• Because of a mishap, Edward Villella began to take ballet lessons. While growing up in Queens, he was very athletic and played many games. One day, while playing Running Bases, he was hit in the head with a ball and knocked unconscious. The children he was playing with picked him up, carried him to his home, put him down, rang the doorbell, and ran. He woke up healthy, but his mother felt bad because she had not been at home when the children rang her doorbell; instead, she had been with Edward’s sister, who was taking a dance lesson. Therefore, the next time his sister had a dance lesson, his mother took him along, too. The dance teacher felt that Edward’s presence would be distracting to her students unless he was also taking dance lessons, so he began to take lessons. Later, his sister auditioned for and was awarded a partial scholarship with the School of American Ballet. When SAB administrator Natalie Molostwoff found out that the new partial-scholarship dancer had a brother who was taking dance, she was very interested: “He’s a boy? Can he walk? Bring him!” (Male dancers are much more rare than female dancers, and thus are in demand.) Young Edward auditioned for the SAB and was awarded a full scholarship, and of course he became a star dancer for the New York City Ballet.

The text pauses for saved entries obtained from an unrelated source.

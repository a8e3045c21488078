//! Command handler for the RESP server

use crate::resp::Frame;
use lrucache::{Cache, LruCache};
use std::sync::Arc;

/// Cache shared by every connection
pub type SharedCache = Arc<LruCache<Vec<u8>, Vec<u8>>>;

pub struct CommandHandler {
    cache: SharedCache,
}

impl CommandHandler {
    pub fn new(cache: SharedCache) -> Self {
        Self { cache }
    }

    pub fn handle(&self, cmd: Frame) -> Frame {
        let args = match cmd {
            Frame::Array(Some(args)) if !args.is_empty() => args,
            _ => return Frame::err("invalid command format"),
        };

        let command = match args[0].as_bulk() {
            Some(name) => String::from_utf8_lossy(name).to_uppercase(),
            None => return Frame::err("invalid command"),
        };

        let args = &args[1..];
        match command.as_str() {
            "PING" => self.handle_ping(args),
            "ECHO" => self.handle_echo(args),
            "GET" => self.handle_get(args),
            "SET" => self.handle_set(args),
            "DEL" => self.handle_del(args),
            "EXISTS" => self.handle_exists(args),
            "KEYS" => self.handle_keys(),
            "DBSIZE" => Frame::Integer(self.cache.len() as i64),
            "FLUSHDB" => {
                self.cache.clear();
                Frame::ok()
            }
            "INFO" => self.handle_info(),
            // redis-cli sends this on connect
            "COMMAND" => Frame::Array(Some(vec![])),
            _ => Frame::err(format!("unknown command '{}'", command)),
        }
    }

    fn handle_ping(&self, args: &[Frame]) -> Frame {
        match args {
            [] => Frame::Simple("PONG".to_string()),
            [msg] => msg.clone(),
            _ => wrong_arity("ping"),
        }
    }

    fn handle_echo(&self, args: &[Frame]) -> Frame {
        match args {
            [msg] => msg.clone(),
            _ => wrong_arity("echo"),
        }
    }

    fn handle_get(&self, args: &[Frame]) -> Frame {
        let [key] = args else {
            return wrong_arity("get");
        };
        let Some(key) = key.as_bulk() else {
            return Frame::err("invalid key type");
        };

        match self.cache.get(&key.to_vec()) {
            Some(value) => Frame::Bulk(Some(value)),
            None => Frame::null(),
        }
    }

    fn handle_set(&self, args: &[Frame]) -> Frame {
        let [key, value] = args else {
            return wrong_arity("set");
        };
        let Some(key) = key.as_bulk() else {
            return Frame::err("invalid key type");
        };
        let Some(value) = value.as_bulk() else {
            return Frame::err("invalid value type");
        };

        if self.cache.put(key.to_vec(), value.to_vec()) {
            Frame::ok()
        } else {
            Frame::err("value was not stored")
        }
    }

    fn handle_del(&self, args: &[Frame]) -> Frame {
        if args.is_empty() {
            return wrong_arity("del");
        }

        let deleted = args
            .iter()
            .filter_map(Frame::as_bulk)
            .filter(|key| self.cache.remove(&key.to_vec()).is_some())
            .count();

        Frame::Integer(deleted as i64)
    }

    fn handle_exists(&self, args: &[Frame]) -> Frame {
        if args.is_empty() {
            return wrong_arity("exists");
        }

        // Membership checks do not count as a use
        let count = args
            .iter()
            .filter_map(Frame::as_bulk)
            .filter(|key| self.cache.contains(&key.to_vec()))
            .count();

        Frame::Integer(count as i64)
    }

    fn handle_keys(&self) -> Frame {
        let keys = self
            .cache
            .keys()
            .into_iter()
            .map(|key| Frame::Bulk(Some(key)))
            .collect();
        Frame::Array(Some(keys))
    }

    fn handle_info(&self) -> Frame {
        let stats = self.cache.stats();
        let info = format!(
            "# Server\r\n\
             lrucached_version:{}\r\n\
             \r\n\
             # Stats\r\n\
             cache_size:{}\r\n\
             cache_capacity:{}\r\n\
             cache_hits:{}\r\n\
             cache_misses:{}\r\n\
             cache_inserts:{}\r\n\
             cache_updates:{}\r\n\
             cache_evictions:{}\r\n\
             cache_hit_ratio:{:.2}\r\n",
            env!("CARGO_PKG_VERSION"),
            self.cache.len(),
            self.cache.capacity(),
            stats.hits(),
            stats.misses(),
            stats.inserts(),
            stats.updates(),
            stats.evictions(),
            stats.hit_ratio(),
        );
        Frame::Bulk(Some(info.into_bytes()))
    }
}

fn wrong_arity(command: &str) -> Frame {
    Frame::err(format!(
        "wrong number of arguments for '{}' command",
        command
    ))
}

#[cfg(test)]
mod tests {
    use super::*;

    fn handler(capacity: usize) -> CommandHandler {
        CommandHandler::new(Arc::new(LruCache::new(capacity).unwrap()))
    }

    fn cmd(parts: &[&str]) -> Frame {
        Frame::Array(Some(
            parts
                .iter()
                .map(|p| Frame::Bulk(Some(p.as_bytes().to_vec())))
                .collect(),
        ))
    }

    fn bulk(s: &str) -> Frame {
        Frame::Bulk(Some(s.as_bytes().to_vec()))
    }

    #[test]
    fn test_ping() {
        let handler = handler(10);
        assert_eq!(
            handler.handle(cmd(&["PING"])),
            Frame::Simple("PONG".to_string())
        );
        assert_eq!(handler.handle(cmd(&["ping", "hi"])), bulk("hi"));
    }

    #[test]
    fn test_echo() {
        let handler = handler(10);
        assert_eq!(handler.handle(cmd(&["ECHO", "hello"])), bulk("hello"));
        assert!(matches!(handler.handle(cmd(&["ECHO"])), Frame::Error(_)));
    }

    #[test]
    fn test_set_and_get() {
        let handler = handler(10);

        assert_eq!(handler.handle(cmd(&["SET", "mykey", "myvalue"])), Frame::ok());
        assert_eq!(handler.handle(cmd(&["GET", "mykey"])), bulk("myvalue"));
        assert_eq!(handler.handle(cmd(&["GET", "missing"])), Frame::null());
    }

    #[test]
    fn test_eviction_through_commands() {
        let handler = handler(2);

        handler.handle(cmd(&["SET", "1", "a"]));
        handler.handle(cmd(&["SET", "2", "b"]));
        handler.handle(cmd(&["GET", "1"]));
        handler.handle(cmd(&["SET", "3", "c"]));

        assert_eq!(handler.handle(cmd(&["GET", "2"])), Frame::null());
        assert_eq!(handler.handle(cmd(&["GET", "3"])), bulk("c"));
        assert_eq!(handler.handle(cmd(&["DBSIZE"])), Frame::Integer(2));
        assert_eq!(
            handler.handle(cmd(&["KEYS"])),
            Frame::Array(Some(vec![bulk("3"), bulk("1")]))
        );
    }

    #[test]
    fn test_del_and_exists() {
        let handler = handler(10);

        handler.handle(cmd(&["SET", "a", "1"]));
        handler.handle(cmd(&["SET", "b", "2"]));

        assert_eq!(
            handler.handle(cmd(&["EXISTS", "a", "b", "c"])),
            Frame::Integer(2)
        );
        assert_eq!(handler.handle(cmd(&["DEL", "a", "c"])), Frame::Integer(1));
        assert_eq!(handler.handle(cmd(&["EXISTS", "a"])), Frame::Integer(0));
    }

    #[test]
    fn test_flushdb() {
        let handler = handler(10);

        handler.handle(cmd(&["SET", "a", "1"]));
        assert_eq!(handler.handle(cmd(&["FLUSHDB"])), Frame::ok());
        assert_eq!(handler.handle(cmd(&["DBSIZE"])), Frame::Integer(0));
    }

    #[test]
    fn test_info_reports_stats() {
        let handler = handler(10);

        handler.handle(cmd(&["SET", "a", "1"]));
        handler.handle(cmd(&["GET", "a"]));
        handler.handle(cmd(&["GET", "b"]));

        let Frame::Bulk(Some(info)) = handler.handle(cmd(&["INFO"])) else {
            panic!("Expected bulk string");
        };
        let info = String::from_utf8(info).unwrap();
        assert!(info.contains("cache_capacity:10\r\n"));
        assert!(info.contains("cache_hits:1\r\n"));
        assert!(info.contains("cache_misses:1\r\n"));
        assert!(info.contains("cache_hit_ratio:0.50\r\n"));
    }

    #[test]
    fn test_bad_input() {
        let handler = handler(10);

        assert!(matches!(handler.handle(Frame::Integer(1)), Frame::Error(_)));
        assert!(matches!(
            handler.handle(Frame::Array(Some(vec![]))),
            Frame::Error(_)
        ));
        assert!(matches!(handler.handle(cmd(&["NOPE"])), Frame::Error(_)));
        assert!(matches!(
            handler.handle(cmd(&["SET", "only-key"])),
            Frame::Error(_)
        ));
        assert!(matches!(
            handler.handle(Frame::Array(Some(vec![bulk("GET"), Frame::Integer(1)]))),
            Frame::Error(_)
        ));
    }
}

• Eve Gentry, nee Henrietta Greenhood, took dance seriously. Each Saturday, she traveled from San Bernardino to Los Angeles for her dance lesson, taking a streetcar, a train, and two buses to get there, no matter what the weather. Sometimes, she would arrive for her 9 a.m. dance lesson just as a parent called the receptionist to say that a child would not show up for the dance lesson because of rainy weather. The receptionist would reply, “Well, Henrietta’s here.” After a while, Henrietta started taking every class offered on Saturday. A little while longer, she stayed with one of her cousins so she could take a dance class on Monday. And a little while longer, she stopped going home to San Bernardino at all so she could take dance classes each day they were offered. Unfortunately, she neglected to tell her parents what she was doing. Her parents worried, and a truant officer even paid a visit. However, her parents eventually allowed her to stay in Los Angeles with relatives so she could take dance lessons whenever she wanted. She could be firm minded in other ways as well. When she discovered modern dance, she gave up ballet — and set her toe shoes and tutus on fire!
• On opening night of The Hot Mikado, starring the great dancer Bill Robinson, aka Mr. Bojangles, several uniformed police showed up. One of them told the hatcheck girl, “We don’t expect any trouble. We couldn’t get seats, so if nobody minds, we’ll just stand around. It wouldn’t be fair to Robinson not to have his real pals at an opening.” Mr. Bojangles was a true friend to the police. Whenever a police officer or firefighter died in action, Mr. Bojangles would get entertainers to perform at a benefit, then he turned over all the money raised to the widow.
• When he was a child, New York City Ballet dancer Nikolaj Hübbe wanted to study ballet. His parents knew that it was a big commitment, but they knew that he wanted to do it, so they let him. Of course, sometimes at 6:30 on a dark and cold morning in Copenhagen, Denmark, he would not want to go to class, so he would tell his parents, “Oh, I think I’m sick today.” Knowing that he wasn’t sick, they would tell him, “Really? Well, you know, you started this, you wanted this, so now you get your butt out of bed and do it!”
• At 14 years of age, modern dance pioneer May O’Donnell started taking dance lessons — and she made sure that her friends were practicing their lessons, too. When she started taking dance lessons, all the other young dance students had to practice their high kicks with her — or she wouldn’t let them be her friends.